• Dataset records
//! Builders for constructing SES requests.
//!
//! # Builders
//!
//! - [`EmailBuilder`] - For constructing validated `SendEmail` requests
//!
//! # Examples
//!
//! ```rust
//! use integrations_aws_ses_simple::builders::EmailBuilder;
//!
//! let request = EmailBuilder::new()
//!     .from("sender@example.com")
//!     .to("recipient@example.com")
//!     .subject("Hello World")
//!     .text("This is a plain text email")
//!     .html("<p>This is an HTML email</p>")
//!     .build()?;
//! # Ok::<(), integrations_aws_ses_simple::builders::BuilderError>(())
//! ```

mod email_builder;

pub use email_builder::EmailBuilder;

use thiserror::Error;

/// Error type for builder operations.
///
/// This error is returned when a builder's `build()` method is called
/// but the builder is in an invalid state (e.g., missing required fields
/// or invalid field values).
#[derive(Debug, Error, Clone, PartialEq, Eq)]
pub enum BuilderError {
    /// A required field is missing.
    #[error("Missing required field: {field}")]
    MissingField {
        /// The name of the missing field.
        field: String,
    },

    /// A field has an invalid value.
    #[error("Invalid value for field '{field}': {message}")]
    InvalidValue {
        /// The name of the field with the invalid value.
        field: String,
        /// Description of why the value is invalid.
        message: String,
    },
}

impl BuilderError {
    /// Create a new missing field error.
    pub fn missing_field(field: impl Into<String>) -> Self {
        Self::MissingField {
            field: field.into(),
        }
    }

    /// Create a new invalid value error.
    pub fn invalid_value(field: impl Into<String>, message: impl Into<String>) -> Self {
        Self::InvalidValue {
            field: field.into(),
            message: message.into(),
        }
    }

    /// The field the error refers to.
    pub fn field(&self) -> &str {
        match self {
            Self::MissingField { field } | Self::InvalidValue { field, .. } => field,
        }
    }
}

• Task instructions
Line by line, write out the records above exactly.

• Written response
//! Builders for constructing SES requests.
//!
//! # Builders
//!
//! - [`EmailBuilder`] - For constructing validated `SendEmail` requests
//!
//! # Examples
//!
//! ```rust
//! use integrations_aws_ses_simple::builders::EmailBuilder;
//!
//! let request = EmailBuilder::new()
//!     .from("sender@example.com")
//!     .to("recipient@example.com")
//!     .subject("Hello World")
//!     .text("This is a plain text email")
//!     .html("<p>This is an HTML email</p>")
//!     .build()?;
//! # Ok::<(), integrations_aws_ses_simple::builders::BuilderError>(())
//! ```

mod email_builder;

pub use email_builder::EmailBuilder;

use thiserror::Error;

/// Error type for builder operations.
///
/// This error is returned when a builder's `build()` method is called
/// but the builder is in an invalid state (e.g., missing required fields
/// or invalid field values).
#[derive(Debug, Error, Clone, PartialEq, Eq)]
pub enum BuilderError {
    /// A required field is missing.
    #[error("Missing required field: {field}")]
    MissingField {
        /// The name of the missing field.
        field: String,
    },

    /// A field has an invalid value.
    #[error("Invalid value for field '{field}': {message}")]
    InvalidValue {
        /// The name of the field with the invalid value.
        field: String,
        /// Description of why the value is invalid.
        message: String,
    },
}

impl BuilderError {
    /// Create a new missing field error.
    pub fn missing_field(field: impl Into<String>) -> Self {
        Self::MissingField {
            field: field.into(),
        }
    }

    /// Create a new invalid value error.
    pub fn invalid_value(field: impl Into<String>, message: impl Into<String>) -> Self {
        Self::InvalidValue {
            field: field.into(),
            message: message.into(),
        }
    }

    /// The field the error refers to.
    pub fn field(&self) -> &str {
        match self {
            Self::MissingField { field } | Self::InvalidValue { field, .. } => field,
        }
    }
}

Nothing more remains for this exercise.